Just before he left for June’s G7 summit, French President Emmanuel Macron made a surprise announcement. His country’s long-running intervention in Africa’s Sahel region, Operation Barkhane, would be coming to an end. Initially launched in 2014 to combat Islamist terrorism and stabilize regional governments, the operation failed to accomplish either objective: last year saw the largest number of casualties from conflict since the operation began, while the nations the operation was meant to shore up remain wracked by corruption and repression. By ending its ‘forever war,’ Paris came to grips with this reality, acknowledging both the intractability of the problem and the unsuitability of its solution.
It is a lesson with special relevance to the United States. Even as we wrap up our long-running conflicts in the Middle East, pressure is building to increase America’s security footprint in Africa. The head of the Pentagon’s Africa Command recently claimed that a “wildfire of terrorism” is engulfing Africa: and over the past year, the emergence of radical groups in countries like Mozambique and the Democratic Republic of the Congo have prompted calls for a larger US counterterrorism presence across the continent. At the same time, policymakers are linking African security problems with the broader paradigm of great power competition. In this view, counterinsurgency becomes a tool for countering Chinese and Russian influence: “Successful great-power competition in Africa,” a recent Foreign Affairs piece claimed, “hinges on the United States’ ability to win over African governments with a holistic counterinsurgency strategy.”
But the example of Barkhane suggests otherwise. Rather than providing increased stability or the expansion of American influence, if the US significantly increases its involvement in African conflicts—whether by increasing its own troop presence or amping up security aid to partner nations—it is likely to encounter the same challenges which led France to throw in the towel.

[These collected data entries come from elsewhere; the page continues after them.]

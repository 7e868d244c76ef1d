// SPDX-FileCopyrightText: 2026 Citabot Contributors
// SPDX-License-Identifier: MIT OR Apache-2.0

//! Graceful shutdown coordination with signal handling.
//!
//! SIGTERM and SIGINT cancel a shared [`CancellationToken`]; the serve
//! wiring tears the webhook down first so no new updates arrive, then
//! lets in-flight event tasks finish best-effort.

use tokio_util::sync::CancellationToken;
use tracing::{debug, info};

/// Installs signal handlers for SIGTERM and SIGINT.
///
/// Returns a token that is cancelled when either signal arrives.
pub fn install_signal_handler() -> CancellationToken {
    let token = CancellationToken::new();
    let token_clone = token.clone();

    tokio::spawn(async move {
        let ctrl_c = tokio::signal::ctrl_c();

        #[cfg(unix)]
        {
            use tokio::signal::unix::{SignalKind, signal};
            let mut sigterm =
                signal(SignalKind::terminate()).expect("failed to install SIGTERM handler");

            tokio::select! {
                _ = ctrl_c => {
                    info!("received SIGINT (Ctrl+C), initiating shutdown");
                }
                _ = sigterm.recv() => {
                    info!("received SIGTERM, initiating shutdown");
                }
            }
        }

        #[cfg(not(unix))]
        {
            let _ = ctrl_c.await;
            info!("received Ctrl+C, initiating shutdown");
        }

        token_clone.cancel();
        debug!("shutdown signal handler completed");
    });

    token
}

#[cfg(test)]
mod tests {
    use super::*;

    #[tokio::test]
    async fn install_signal_handler_returns_live_token() {
        let token = install_signal_handler();
        assert!(!token.is_cancelled());
        token.cancel();
    }
}
// SPDX-FileCopyrightText: 2026 Citabot Contributors
// SPDX-License-Identifier: MIT OR Apache-2.0

//! The dialogue engine.
//!
//! Pure conversation logic over the transition table: takes the current
//! [`Conversation`] and one inbound event, mutates the conversation,
//! and returns the replies to send. Calendar access goes through the
//! [`CalendarGateway`] trait; gateway failures become an apology and
//! leave the dialogue state unchanged so the user can retry.

use std::sync::Arc;

use chrono::NaiveDateTime;
use citabot_core::{Appointment, Button, CalendarGateway, EventKind, Reply};
use tracing::{debug, info, warn};

use crate::dialog::{Conversation, DialogState, Handler, lookup};

/// The only accepted date input format.
pub const DATE_FORMAT: &str = "%Y-%m-%d %H:%M";

/// Upper bound on appointments shown in list/cancel/reschedule menus.
const MAX_LISTED: usize = 10;

const DATE_PROMPT: &str =
    "Please send me the date and time as YYYY-MM-DD HH:MM (for example 2025-06-01 14:00).";
const NAME_PROMPT: &str =
    "What is the appointment about? Send the subject, optionally followed by / and a description (for example: Dentist / checkup).";
const GATEWAY_APOLOGY: &str =
    "Sorry, I could not reach the calendar right now. Please try again in a moment.";

/// Drives one dialogue step at a time. Shared across all conversations;
/// holds no per-conversation state.
pub struct DialogueEngine {
    gateway: Arc<dyn CalendarGateway>,
    default_duration_minutes: i64,
}

impl DialogueEngine {
    pub fn new(gateway: Arc<dyn CalendarGateway>, default_duration_minutes: i64) -> Self {
        Self {
            gateway,
            default_duration_minutes,
        }
    }

    /// Processes one event against one conversation.
    ///
    /// Never fails outward; every parsed event yields at least one reply.
    pub async fn handle(&self, conv: &mut Conversation, kind: &EventKind) -> Vec<Reply> {
        let Some(handler) = lookup(conv.state, kind.class()) else {
            debug!(chat = %conv.chat, state = %conv.state, class = %kind.class(),
                "event class not valid in this state");
            return vec![self.invalid_input(conv)];
        };

        match (handler, kind) {
            (Handler::StartCommand, EventKind::Command(command)) => {
                self.on_command(conv, command)
            }
            (Handler::Menu, EventKind::Callback { data, .. }) => self.on_menu(conv, data).await,
            (Handler::MenuText, EventKind::Text(_)) => {
                vec![
                    Reply::text("Please use the buttons below to choose an action."),
                    main_menu(),
                ]
            }
            (Handler::EnterDate, EventKind::Text(text)) => self.on_date(conv, text),
            (Handler::ConfirmDate, EventKind::Text(text)) => self.on_confirm(conv, text).await,
            (Handler::EnterName, EventKind::Text(text)) => self.on_name(conv, text).await,
            (Handler::SelectEvent, EventKind::Callback { data, .. }) => {
                self.on_select(conv, data)
            }
            (Handler::EnterNewDate, EventKind::Text(text)) => self.on_new_date(conv, text).await,
            // lookup() pairs handler and class, so payload always matches.
            _ => vec![self.invalid_input(conv)],
        }
    }

    fn on_command(&self, conv: &mut Conversation, command: &str) -> Vec<Reply> {
        if command == "/start" || command.starts_with("/start ") {
            conv.reset();
            return vec![Reply::with_keyboard(
                "Hi! I can manage your appointments. What would you like to do?",
                menu_rows(),
            )];
        }
        vec![Reply::text(
            "I only understand /start. Send /start to begin.",
        )]
    }

    async fn on_menu(&self, conv: &mut Conversation, data: &str) -> Vec<Reply> {
        if let Some(id) = data.strip_prefix("cancel:") {
            return self.cancel_appointment(conv, id).await;
        }

        match data {
            "book" => {
                conv.state = DialogState::EnteringDate;
                vec![Reply::text(DATE_PROMPT)]
            }
            "list" => self.list_appointments().await,
            "cancel" => self.offer_cancellation().await,
            "reschedule" => self.offer_reschedule(conv).await,
            other => {
                debug!(chat = %conv.chat, data = other, "unknown menu selection");
                vec![self.invalid_input(conv)]
            }
        }
    }

    async fn list_appointments(&self) -> Vec<Reply> {
        match self.gateway.list_upcoming(MAX_LISTED).await {
            Ok(appointments) if appointments.is_empty() => {
                vec![Reply::text("You have no upcoming appointments.")]
            }
            Ok(appointments) => {
                let mut lines = vec!["Your upcoming appointments:".to_string()];
                for (i, appointment) in appointments.iter().enumerate() {
                    lines.push(format!(
                        "{}. {} — {}",
                        i + 1,
                        appointment.subject,
                        appointment.start.format(DATE_FORMAT)
                    ));
                }
                vec![Reply::text(lines.join("\n"))]
            }
            Err(e) => {
                warn!(error = %e, "listing appointments failed");
                vec![Reply::text(GATEWAY_APOLOGY)]
            }
        }
    }

    async fn offer_cancellation(&self) -> Vec<Reply> {
        match self.gateway.list_upcoming(MAX_LISTED).await {
            Ok(appointments) if appointments.is_empty() => {
                vec![Reply::text("You have no upcoming appointments to cancel.")]
            }
            Ok(appointments) => {
                let rows = appointment_rows(&appointments, "cancel");
                vec![Reply::with_keyboard(
                    "Which appointment should I cancel?",
                    rows,
                )]
            }
            Err(e) => {
                warn!(error = %e, "listing appointments for cancellation failed");
                vec![Reply::text(GATEWAY_APOLOGY)]
            }
        }
    }

    async fn cancel_appointment(&self, conv: &mut Conversation, id: &str) -> Vec<Reply> {
        match self
            .gateway
            .delete(&citabot_core::AppointmentId(id.to_string()))
            .await
        {
            Ok(()) => {
                info!(chat = %conv.chat, appointment = id, "appointment cancelled");
                vec![Reply::text("Done, the appointment is cancelled.")]
            }
            Err(e) => {
                warn!(error = %e, appointment = id, "cancellation failed");
                vec![Reply::text(GATEWAY_APOLOGY)]
            }
        }
    }

    async fn offer_reschedule(&self, conv: &mut Conversation) -> Vec<Reply> {
        match self.gateway.list_upcoming(MAX_LISTED).await {
            Ok(appointments) if appointments.is_empty() => {
                vec![Reply::text(
                    "You have no upcoming appointments to reschedule.",
                )]
            }
            Ok(appointments) => {
                let rows = appointment_rows(&appointments, "select");
                conv.draft.candidates = appointments;
                conv.state = DialogState::SelectingEvent;
                vec![Reply::with_keyboard(
                    "Which appointment should I move?",
                    rows,
                )]
            }
            Err(e) => {
                warn!(error = %e, "listing appointments for reschedule failed");
                vec![Reply::text(GATEWAY_APOLOGY)]
            }
        }
    }

    fn on_date(&self, conv: &mut Conversation, text: &str) -> Vec<Reply> {
        match parse_date(text) {
            Some(start) => {
                conv.draft.start = Some(start);
                conv.state = DialogState::ConfirmingDate;
                vec![Reply::text(format!(
                    "Book it for {}? (yes/no)",
                    start.format(DATE_FORMAT)
                ))]
            }
            None => vec![Reply::text(format!(
                "I could not read that date. {DATE_PROMPT}"
            ))],
        }
    }

    async fn on_confirm(&self, conv: &mut Conversation, text: &str) -> Vec<Reply> {
        match text.trim().to_lowercase().as_str() {
            "yes" | "si" | "sí" => {
                conv.state = DialogState::EnteringName;
                vec![Reply::text(NAME_PROMPT)]
            }
            "no" => {
                conv.draft.start = None;
                conv.state = DialogState::EnteringDate;
                vec![Reply::text(format!("Alright, let's try again. {DATE_PROMPT}"))]
            }
            _ => vec![Reply::text("Please answer yes or no.")],
        }
    }

    async fn on_name(&self, conv: &mut Conversation, text: &str) -> Vec<Reply> {
        let Some(start) = conv.draft.start else {
            // Draft lost its instant; restart the flow rather than guess.
            conv.reset();
            return vec![
                Reply::text("Something went wrong with that booking, let's start over."),
                main_menu(),
            ];
        };

        let (subject, description) = split_subject(text);
        match self
            .gateway
            .create(&subject, &description, start, self.default_duration_minutes)
            .await
        {
            Ok(id) => {
                info!(chat = %conv.chat, appointment = %id, subject, "appointment booked");
                conv.reset();
                vec![
                    Reply::text(format!(
                        "Booked: {} on {}.",
                        subject,
                        start.format(DATE_FORMAT)
                    )),
                    main_menu(),
                ]
            }
            Err(e) => {
                warn!(error = %e, chat = %conv.chat, "booking failed");
                vec![Reply::text(format!(
                    "{GATEWAY_APOLOGY} Send the name again to retry."
                ))]
            }
        }
    }

    fn on_select(&self, conv: &mut Conversation, data: &str) -> Vec<Reply> {
        let Some(id) = data.strip_prefix("select:") else {
            return vec![self.invalid_input(conv)];
        };

        let Some(selected) = conv
            .draft
            .candidates
            .iter()
            .find(|a| a.id.0 == id)
            .cloned()
        else {
            return vec![Reply::text(
                "That appointment is no longer on offer. Please pick one of the buttons above.",
            )];
        };

        conv.draft.selected = Some(selected);
        conv.draft.old_removed = false;
        conv.state = DialogState::EnteringNewDate;
        vec![Reply::text(format!("When should it be instead? {DATE_PROMPT}"))]
    }

    async fn on_new_date(&self, conv: &mut Conversation, text: &str) -> Vec<Reply> {
        let Some(start) = parse_date(text) else {
            return vec![Reply::text(format!(
                "I could not read that date. {DATE_PROMPT}"
            ))];
        };

        let Some(selected) = conv.draft.selected.clone() else {
            conv.reset();
            return vec![
                Reply::text("Something went wrong with that reschedule, let's start over."),
                main_menu(),
            ];
        };

        // Delete then create; not atomic. A failure between the two
        // leaves the slot empty, and old_removed keeps a retry from
        // deleting twice.
        if !conv.draft.old_removed {
            if let Err(e) = self.gateway.delete(&selected.id).await {
                warn!(error = %e, appointment = %selected.id, "reschedule delete failed");
                return vec![Reply::text(format!(
                    "{GATEWAY_APOLOGY} Send the date again to retry."
                ))];
            }
            conv.draft.old_removed = true;
        }

        match self
            .gateway
            .create(
                &selected.subject,
                &selected.description,
                start,
                selected.duration_minutes,
            )
            .await
        {
            Ok(id) => {
                info!(chat = %conv.chat, appointment = %id, "appointment rescheduled");
                conv.reset();
                vec![
                    Reply::text(format!(
                        "Moved: {} is now on {}.",
                        selected.subject,
                        start.format(DATE_FORMAT)
                    )),
                    main_menu(),
                ]
            }
            Err(e) => {
                warn!(error = %e, chat = %conv.chat, "reschedule create failed");
                vec![Reply::text(format!(
                    "{GATEWAY_APOLOGY} Send the date again to retry."
                ))]
            }
        }
    }

    /// Corrective prompt for input the current state has no use for.
    fn invalid_input(&self, conv: &Conversation) -> Reply {
        match conv.state {
            DialogState::ChoosingAction => {
                Reply::with_keyboard("Please pick one of the actions below.", menu_rows())
            }
            DialogState::EnteringDate | DialogState::EnteringNewDate => Reply::text(DATE_PROMPT),
            DialogState::ConfirmingDate => Reply::text("Please answer yes or no."),
            DialogState::EnteringName => Reply::text(NAME_PROMPT),
            DialogState::SelectingEvent => {
                Reply::text("Please pick one of the appointments above, or send /start.")
            }
        }
    }
}

/// The main-menu reply shown after every completed flow.
pub fn main_menu() -> Reply {
    Reply::with_keyboard("What would you like to do?", menu_rows())
}

fn menu_rows() -> Vec<Vec<Button>> {
    vec![
        vec![
            Button::new("Book an appointment", "book"),
            Button::new("My appointments", "list"),
        ],
        vec![
            Button::new("Cancel", "cancel"),
            Button::new("Reschedule", "reschedule"),
        ],
    ]
}

fn appointment_rows(appointments: &[Appointment], prefix: &str) -> Vec<Vec<Button>> {
    appointments
        .iter()
        .map(|a| {
            vec![Button::new(
                format!("{} — {}", a.subject, a.start.format(DATE_FORMAT)),
                format!("{prefix}:{}", a.id.0),
            )]
        })
        .collect()
}

/// Parses the fixed `YYYY-MM-DD HH:MM` input format.
pub fn parse_date(text: &str) -> Option<NaiveDateTime> {
    NaiveDateTime::parse_from_str(text.trim(), DATE_FORMAT).ok()
}

/// Splits `subject / description` on the first slash. The description
/// is empty when absent.
pub fn split_subject(text: &str) -> (String, String) {
    match text.split_once('/') {
        Some((subject, description)) => {
            (subject.trim().to_string(), description.trim().to_string())
        }
        None => (text.trim().to_string(), String::new()),
    }
}
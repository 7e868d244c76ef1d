// SPDX-FileCopyrightText: 2026 Citabot Contributors
// SPDX-License-Identifier: MIT OR Apache-2.0

//! Wire types for the Google Calendar v3 events API.

use serde::{Deserialize, Serialize};

/// A dateTime + timeZone pair as the events API expects it.
#[derive(Debug, Clone, Serialize, Deserialize)]
#[serde(rename_all = "camelCase")]
pub struct EventDateTime {
    /// Local wall-clock instant, `YYYY-MM-DDTHH:MM:SS`.
    #[serde(default, skip_serializing_if = "Option::is_none")]
    pub date_time: Option<String>,
    /// IANA time-zone label the instant is expressed in.
    #[serde(default, skip_serializing_if = "Option::is_none")]
    pub time_zone: Option<String>,
}

/// Request body for event insertion.
#[derive(Debug, Clone, Serialize)]
pub struct EventResource {
    pub summary: String,
    pub description: String,
    pub start: EventDateTime,
    pub end: EventDateTime,
}

/// The subset of the insert response we care about.
#[derive(Debug, Clone, Deserialize)]
pub struct CreatedEvent {
    pub id: String,
}

/// Response body for event listing.
#[derive(Debug, Clone, Deserialize)]
pub struct EventList {
    #[serde(default)]
    pub items: Vec<EventItem>,
}

/// One listed event. All-day events carry `start.date` instead of
/// `start.dateTime` and are skipped by the gateway.
#[derive(Debug, Clone, Deserialize)]
pub struct EventItem {
    pub id: String,
    #[serde(default)]
    pub summary: Option<String>,
    #[serde(default)]
    pub description: Option<String>,
    #[serde(default)]
    pub start: Option<EventDateTime>,
    #[serde(default)]
    pub end: Option<EventDateTime>,
}

/// Error envelope returned by the API on failure.
#[derive(Debug, Clone, Deserialize)]
pub struct ApiErrorResponse {
    pub error: ApiErrorBody,
}

#[derive(Debug, Clone, Deserialize)]
pub struct ApiErrorBody {
    pub code: i64,
    pub message: String,
}

#[cfg(test)]
mod tests {
    use super::*;

    #[test]
    fn event_resource_serializes_camel_case() {
        let body = EventResource {
            summary: "Dentist".into(),
            description: "checkup".into(),
            start: EventDateTime {
                date_time: Some("2025-06-01T14:00:00".into()),
                time_zone: Some("America/Mexico_City".into()),
            },
            end: EventDateTime {
                date_time: Some("2025-06-01T14:30:00".into()),
                time_zone: Some("America/Mexico_City".into()),
            },
        };
        let json = serde_json::to_value(&body).expect("serialize");
        assert_eq!(json["start"]["dateTime"], "2025-06-01T14:00:00");
        assert_eq!(json["start"]["timeZone"], "America/Mexico_City");
        assert_eq!(json["end"]["dateTime"], "2025-06-01T14:30:00");
    }

    #[test]
    fn event_list_tolerates_missing_fields() {
        let json = r#"{"items":[{"id":"ev1"},{"id":"ev2","summary":"Dentist","start":{"dateTime":"2025-06-01T14:00:00-06:00"}}]}"#;
        let list: EventList = serde_json::from_str(json).expect("parse");
        assert_eq!(list.items.len(), 2);
        assert!(list.items[0].start.is_none());
        assert_eq!(list.items[1].summary.as_deref(), Some("Dentist"));
    }

    #[test]
    fn empty_list_body_parses() {
        let list: EventList = serde_json::from_str("{}").expect("parse");
        assert!(list.items.is_empty());
    }
}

Consider one of the most important factors in Macron’s decision. France, he said in his announcement ending the operation, “cannot go on stabilizing zones that fall back into lawlessness because states decide not to take responsibility for them.” The tendency for security assistance to create dependency in client states is well documented, of course (just look at Afghanistan’s government), but the risk is especially pronounced for the kinds of fragile, extractive governments which prevail in much of Africa. Moreover, external military support has provided cover for authoritarian governments to consolidate their positions. Mali and Chad – France’s two most important partners in the region – have both seen their militaries consistently block efforts at democratization (Mali saw not one but two separate coups in the last nine months). If the promotion of democracy and human rights is a foreign policy objective, it is likely to be ill-served by increasing military engagement.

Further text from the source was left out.